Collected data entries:
══════════════════════════════
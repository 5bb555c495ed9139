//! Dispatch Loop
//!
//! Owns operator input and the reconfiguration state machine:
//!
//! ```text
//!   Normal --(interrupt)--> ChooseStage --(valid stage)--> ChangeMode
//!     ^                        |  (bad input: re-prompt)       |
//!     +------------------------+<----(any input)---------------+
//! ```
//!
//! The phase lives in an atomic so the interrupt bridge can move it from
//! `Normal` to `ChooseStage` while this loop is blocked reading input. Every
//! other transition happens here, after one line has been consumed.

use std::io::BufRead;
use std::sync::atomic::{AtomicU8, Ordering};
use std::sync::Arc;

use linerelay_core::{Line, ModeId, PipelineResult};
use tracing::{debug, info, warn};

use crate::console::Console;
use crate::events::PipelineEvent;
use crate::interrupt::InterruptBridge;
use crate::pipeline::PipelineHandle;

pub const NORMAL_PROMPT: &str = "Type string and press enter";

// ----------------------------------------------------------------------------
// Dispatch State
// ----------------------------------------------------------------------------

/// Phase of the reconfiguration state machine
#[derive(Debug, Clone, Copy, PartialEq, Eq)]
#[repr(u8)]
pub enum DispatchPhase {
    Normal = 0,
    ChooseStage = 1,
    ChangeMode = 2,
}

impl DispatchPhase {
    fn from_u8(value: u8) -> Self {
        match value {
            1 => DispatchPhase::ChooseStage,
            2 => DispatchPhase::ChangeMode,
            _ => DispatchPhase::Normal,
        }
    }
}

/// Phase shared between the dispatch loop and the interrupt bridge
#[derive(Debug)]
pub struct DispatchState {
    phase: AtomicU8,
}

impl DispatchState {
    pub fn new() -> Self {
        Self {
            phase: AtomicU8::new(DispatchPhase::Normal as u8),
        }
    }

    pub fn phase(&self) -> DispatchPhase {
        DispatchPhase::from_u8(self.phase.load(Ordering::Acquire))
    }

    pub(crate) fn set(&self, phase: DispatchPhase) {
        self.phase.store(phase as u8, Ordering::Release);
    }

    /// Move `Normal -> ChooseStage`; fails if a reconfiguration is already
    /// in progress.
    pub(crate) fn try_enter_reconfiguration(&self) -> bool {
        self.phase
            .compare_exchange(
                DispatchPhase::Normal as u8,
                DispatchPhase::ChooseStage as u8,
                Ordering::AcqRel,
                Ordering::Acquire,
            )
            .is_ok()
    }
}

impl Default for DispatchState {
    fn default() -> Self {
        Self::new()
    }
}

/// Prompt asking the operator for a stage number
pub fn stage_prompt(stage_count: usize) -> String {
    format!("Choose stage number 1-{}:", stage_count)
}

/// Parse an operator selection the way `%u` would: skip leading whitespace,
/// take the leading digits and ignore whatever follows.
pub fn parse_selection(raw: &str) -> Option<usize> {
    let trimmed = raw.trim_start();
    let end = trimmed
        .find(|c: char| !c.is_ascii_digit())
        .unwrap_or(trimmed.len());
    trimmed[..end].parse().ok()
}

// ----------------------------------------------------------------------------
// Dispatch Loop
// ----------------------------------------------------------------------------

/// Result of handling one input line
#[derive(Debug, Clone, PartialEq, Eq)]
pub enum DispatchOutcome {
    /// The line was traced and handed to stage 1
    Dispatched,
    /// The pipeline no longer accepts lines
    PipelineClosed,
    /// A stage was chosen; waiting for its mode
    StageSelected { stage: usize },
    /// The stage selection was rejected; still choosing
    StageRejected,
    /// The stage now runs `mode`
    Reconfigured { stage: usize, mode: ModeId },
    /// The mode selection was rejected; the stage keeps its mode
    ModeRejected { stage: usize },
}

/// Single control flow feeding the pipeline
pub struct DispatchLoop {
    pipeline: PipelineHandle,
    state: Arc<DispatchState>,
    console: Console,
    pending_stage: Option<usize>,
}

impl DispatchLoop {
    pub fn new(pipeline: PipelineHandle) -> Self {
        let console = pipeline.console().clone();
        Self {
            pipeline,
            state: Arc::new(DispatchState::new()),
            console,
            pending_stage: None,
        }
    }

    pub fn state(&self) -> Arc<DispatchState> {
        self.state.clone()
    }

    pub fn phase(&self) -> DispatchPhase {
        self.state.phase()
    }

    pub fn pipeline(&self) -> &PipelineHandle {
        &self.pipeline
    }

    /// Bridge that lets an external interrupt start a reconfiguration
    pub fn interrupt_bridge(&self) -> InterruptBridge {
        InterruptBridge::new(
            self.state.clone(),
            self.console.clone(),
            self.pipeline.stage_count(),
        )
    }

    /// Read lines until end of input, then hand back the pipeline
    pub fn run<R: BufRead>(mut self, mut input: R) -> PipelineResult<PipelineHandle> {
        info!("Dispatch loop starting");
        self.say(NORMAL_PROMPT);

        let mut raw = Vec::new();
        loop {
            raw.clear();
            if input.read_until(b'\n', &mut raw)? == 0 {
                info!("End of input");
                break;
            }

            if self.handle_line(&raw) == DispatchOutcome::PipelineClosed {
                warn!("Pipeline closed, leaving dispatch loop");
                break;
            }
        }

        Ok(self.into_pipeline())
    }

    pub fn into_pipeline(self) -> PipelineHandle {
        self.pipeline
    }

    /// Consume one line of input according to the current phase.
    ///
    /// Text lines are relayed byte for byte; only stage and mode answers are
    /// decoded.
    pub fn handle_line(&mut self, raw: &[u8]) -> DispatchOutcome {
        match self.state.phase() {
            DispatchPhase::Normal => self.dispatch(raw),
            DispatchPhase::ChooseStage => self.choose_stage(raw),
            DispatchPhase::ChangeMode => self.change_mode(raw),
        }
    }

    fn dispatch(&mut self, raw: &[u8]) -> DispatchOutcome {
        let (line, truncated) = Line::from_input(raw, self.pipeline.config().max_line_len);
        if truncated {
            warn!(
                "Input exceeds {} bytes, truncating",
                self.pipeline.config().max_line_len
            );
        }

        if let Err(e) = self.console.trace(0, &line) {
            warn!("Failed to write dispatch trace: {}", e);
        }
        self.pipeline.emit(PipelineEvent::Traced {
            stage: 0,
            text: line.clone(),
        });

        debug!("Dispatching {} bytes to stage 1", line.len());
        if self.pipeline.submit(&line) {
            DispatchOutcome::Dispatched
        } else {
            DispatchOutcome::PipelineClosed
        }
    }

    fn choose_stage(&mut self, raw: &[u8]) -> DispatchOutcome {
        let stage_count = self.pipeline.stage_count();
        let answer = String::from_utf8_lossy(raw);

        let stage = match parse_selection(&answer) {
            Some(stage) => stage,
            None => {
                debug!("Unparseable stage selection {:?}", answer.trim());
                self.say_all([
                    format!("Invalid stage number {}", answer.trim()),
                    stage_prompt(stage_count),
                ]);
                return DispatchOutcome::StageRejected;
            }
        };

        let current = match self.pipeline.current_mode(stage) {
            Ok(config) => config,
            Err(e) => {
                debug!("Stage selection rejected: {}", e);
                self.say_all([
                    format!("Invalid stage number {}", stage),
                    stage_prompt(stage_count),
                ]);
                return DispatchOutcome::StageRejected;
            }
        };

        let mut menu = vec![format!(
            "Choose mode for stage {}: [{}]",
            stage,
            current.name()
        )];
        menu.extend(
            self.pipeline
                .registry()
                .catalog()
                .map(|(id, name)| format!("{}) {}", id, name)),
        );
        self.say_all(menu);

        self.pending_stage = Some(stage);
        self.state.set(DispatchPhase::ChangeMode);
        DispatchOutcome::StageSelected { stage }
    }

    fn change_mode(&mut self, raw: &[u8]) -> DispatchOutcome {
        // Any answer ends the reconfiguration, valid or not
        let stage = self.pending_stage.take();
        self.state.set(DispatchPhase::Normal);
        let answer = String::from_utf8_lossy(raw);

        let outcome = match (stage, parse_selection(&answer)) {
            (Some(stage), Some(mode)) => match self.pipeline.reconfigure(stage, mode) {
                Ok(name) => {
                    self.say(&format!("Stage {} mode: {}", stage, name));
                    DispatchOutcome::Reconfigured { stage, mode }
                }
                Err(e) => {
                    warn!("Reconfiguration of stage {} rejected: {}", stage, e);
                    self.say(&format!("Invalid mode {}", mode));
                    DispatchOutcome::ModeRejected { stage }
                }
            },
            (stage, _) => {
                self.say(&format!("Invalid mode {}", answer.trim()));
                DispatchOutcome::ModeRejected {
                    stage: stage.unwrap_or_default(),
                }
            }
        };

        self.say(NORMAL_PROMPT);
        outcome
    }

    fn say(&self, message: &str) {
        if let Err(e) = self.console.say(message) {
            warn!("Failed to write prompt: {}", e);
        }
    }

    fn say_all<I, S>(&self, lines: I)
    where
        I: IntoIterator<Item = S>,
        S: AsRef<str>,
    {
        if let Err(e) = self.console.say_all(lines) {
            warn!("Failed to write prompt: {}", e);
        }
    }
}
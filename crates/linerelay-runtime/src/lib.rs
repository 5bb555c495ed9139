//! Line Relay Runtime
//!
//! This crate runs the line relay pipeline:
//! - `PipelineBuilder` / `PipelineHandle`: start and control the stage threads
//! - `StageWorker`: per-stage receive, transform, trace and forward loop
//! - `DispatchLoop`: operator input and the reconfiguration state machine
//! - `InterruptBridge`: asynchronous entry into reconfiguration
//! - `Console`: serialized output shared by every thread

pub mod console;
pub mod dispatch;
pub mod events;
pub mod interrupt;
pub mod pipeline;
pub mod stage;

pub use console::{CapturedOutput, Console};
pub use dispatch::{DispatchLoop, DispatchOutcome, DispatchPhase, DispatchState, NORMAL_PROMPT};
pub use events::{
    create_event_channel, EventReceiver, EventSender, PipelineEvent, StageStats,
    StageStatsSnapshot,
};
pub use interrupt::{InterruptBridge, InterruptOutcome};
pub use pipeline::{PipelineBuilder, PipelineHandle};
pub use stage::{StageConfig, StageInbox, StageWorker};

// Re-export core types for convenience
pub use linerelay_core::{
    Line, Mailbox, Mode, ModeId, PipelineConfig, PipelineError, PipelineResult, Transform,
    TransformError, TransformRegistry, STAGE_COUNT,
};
══════════════════════════════
▶ YOUR GOAL: Look through the lines above and collect those with the word "take".

▶ ANSWER SPACE:
/// take the leading digits and ignore whatever follows.
        let stage = self.pending_stage.take();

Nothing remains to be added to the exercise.